Seed yield and viability parameters in any seed crop are associated with the stage of maturity at which the seed is harvested^[32]. For indeterminate species, the ideal harvest time is immediately before the loss of mature seeds exceeds the amount of seeds yet to reach maturity^[33,34]. Balyan^[3] reported uneven ripening among plants within forage kochia accessions, and in this study it was observed that forage kochia accessions demonstrated high variability not only among accessions, but among individual plants (Fig. 3). Although Waldron et al.^[21] proposed that due to its indeterminate nature, forage kochia ripening might not be complete until early December; the results presented herein suggest sufficient ripening can occur prior to December. The uniformly low December viable seed yields (Fig. 1) is in stark contrast to the high percent germination of December seed (Fig. 2). Therefore, contrary to the results of Stewart et al.^[29] and Waller et al.^[18], these results suggest that germination per se is inadequate to determine the maturity or the best seed harvest date for indeterminate species like forage kochia. The variation within accessions for seed germination and viable seed yield (Fig. 3; Fig. 4) also indicate that it should be possible to develop early and late maturity breeding populations. Selecting and breeding forage kochia populations with more uniform seed maturity could ease the difficulty of selecting a harvest date, and would allow for higher yield and viability than is currently possible.

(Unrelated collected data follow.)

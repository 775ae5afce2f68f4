// src/models/mod.rs

pub mod question;
pub mod report;
pub mod test_definition;
pub mod test_result;
pub mod user;
// src/upstream/http.rs

use std::time::Duration;

use async_trait::async_trait;
use reqwest::{Client, StatusCode};
use serde::de::DeserializeOwned;
use url::Url;

use super::{ReportSource, UpstreamError};
use crate::models::{
    question::Question, test_definition::TestDefinition, test_result::TestResult, user::UserProfile,
};

/// `ReportSource` backed by the upstream REST API.
#[derive(Debug, Clone)]
pub struct HttpReportSource {
    client: Client,
    base_url: Url,
}

impl HttpReportSource {
    /// `base_url` must end with `/` (see `config::parse_upstream_url`).
    pub fn new(base_url: Url, timeout: Duration) -> Result<Self, UpstreamError> {
        let client = Client::builder()
            .timeout(timeout)
            .build()
            .map_err(|e| UpstreamError::Transport(e.to_string()))?;

        Ok(Self { client, base_url })
    }

    async fn get_json<T: DeserializeOwned>(&self, path: &str) -> Result<T, UpstreamError> {
        let url = self
            .base_url
            .join(path)
            .map_err(|e| UpstreamError::Transport(e.to_string()))?;

        tracing::debug!("GET {}", url);

        let response = self
            .client
            .get(url)
            .send()
            .await
            .map_err(|e| UpstreamError::Transport(e.to_string()))?;

        match response.status() {
            StatusCode::NOT_FOUND => Err(UpstreamError::NotFound(path.to_string())),
            status if !status.is_success() => Err(UpstreamError::Status {
                status: status.as_u16(),
                path: path.to_string(),
            }),
            _ => response
                .json::<T>()
                .await
                .map_err(|e| UpstreamError::Decode(e.to_string())),
        }
    }
}

#[async_trait]
impl ReportSource for HttpReportSource {
    async fn test_definition(&self, test_id: i64) -> Result<TestDefinition, UpstreamError> {
        let mut test: TestDefinition = self.get_json(&format!("test/{}", test_id)).await?;
        if test.id == 0 {
            test.id = test_id;
        }
        Ok(test)
    }

    async fn question(&self, question_id: i64) -> Result<Question, UpstreamError> {
        self.get_json(&format!("question/{}", question_id)).await
    }

    async fn test_result(&self, result_id: i64) -> Result<TestResult, UpstreamError> {
        self.get_json(&format!("test-results/{}", result_id)).await
    }

    async fn test_results_for_user(
        &self,
        user_id: i64,
        test_id: i64,
    ) -> Result<Vec<TestResult>, UpstreamError> {
        self.get_json(&format!("test-results/user/{}/test/{}", user_id, test_id))
            .await
    }

    async fn user_profile(&self, user_id: i64) -> Result<UserProfile, UpstreamError> {
        self.get_json(&format!("Admin/user/{}", user_id)).await
    }
}
// src/utils/de.rs

//! Lenient deserializers for upstream payloads.
//!
//! The upstream backend is not strict about JSON types: numeric fields such as
//! `maxMarks` sometimes arrive as strings, and an unanswered question can be
//! reported as `null`, a missing key or an empty string.

use serde::{Deserialize, Deserializer, de};

#[derive(Deserialize)]
#[serde(untagged)]
enum RawNumber {
    Int(i64),
    Float(f64),
    Text(String),
}

/// Accepts `100`, `100.0` or `"100"` and yields an integer.
///
/// Strings are read the way `parseInt` reads them: leading whitespace and an
/// optional sign, then digits up to the first non-digit.
pub fn lenient_int<'de, D>(deserializer: D) -> Result<i64, D::Error>
where
    D: Deserializer<'de>,
{
    match RawNumber::deserialize(deserializer)? {
        RawNumber::Int(n) => Ok(n),
        RawNumber::Float(f) if f.is_finite() => Ok(f.trunc() as i64),
        RawNumber::Float(f) => Err(de::Error::custom(format!("non-finite number {f}"))),
        RawNumber::Text(s) => leading_int(&s)
            .ok_or_else(|| de::Error::custom(format!("'{s}' is not a number"))),
    }
}

/// Treats `null`, a missing key and `""` as `None`.
/// Use together with `#[serde(default)]`.
pub fn blank_as_none<'de, D>(deserializer: D) -> Result<Option<String>, D::Error>
where
    D: Deserializer<'de>,
{
    let value = Option::<String>::deserialize(deserializer)?;
    Ok(value.filter(|s| !s.is_empty()))
}

fn leading_int(s: &str) -> Option<i64> {
    let s = s.trim_start();
    let (sign, digits) = match s.strip_prefix('-') {
        Some(rest) => (-1, rest),
        None => (1, s.strip_prefix('+').unwrap_or(s)),
    };

    let end = digits
        .find(|c: char| !c.is_ascii_digit())
        .unwrap_or(digits.len());

    digits[..end].parse::<i64>().ok().map(|n| sign * n)
}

This research compared the affect accession and harvest date had on germination, 100-seed weight, and total and viable seed yield of forage kochia. Harvesting forage kochia during the early maturing phase resulted in poor yield and viability due to the high number of immature and undeveloped seeds. However, delaying harvest until December when all seeds had reached maturity greatly reduced viable seed yield due to shattering. Given the high variability observed for seed yield, 100-seed weight and germination, our results suggest that selection for reduced variability within populations would simplify the task of choosing an appropriate harvest date and increase viable seed yield. In conclusion, optimum month of seed harvest was variable among experimental populations of forage kochia, and there were no trends that uniquely distinguished subspecies grisea and virescens. However, the data indicate that both Immigrant and Snowstorm should be harvested in mid-November to maximize viable seed production.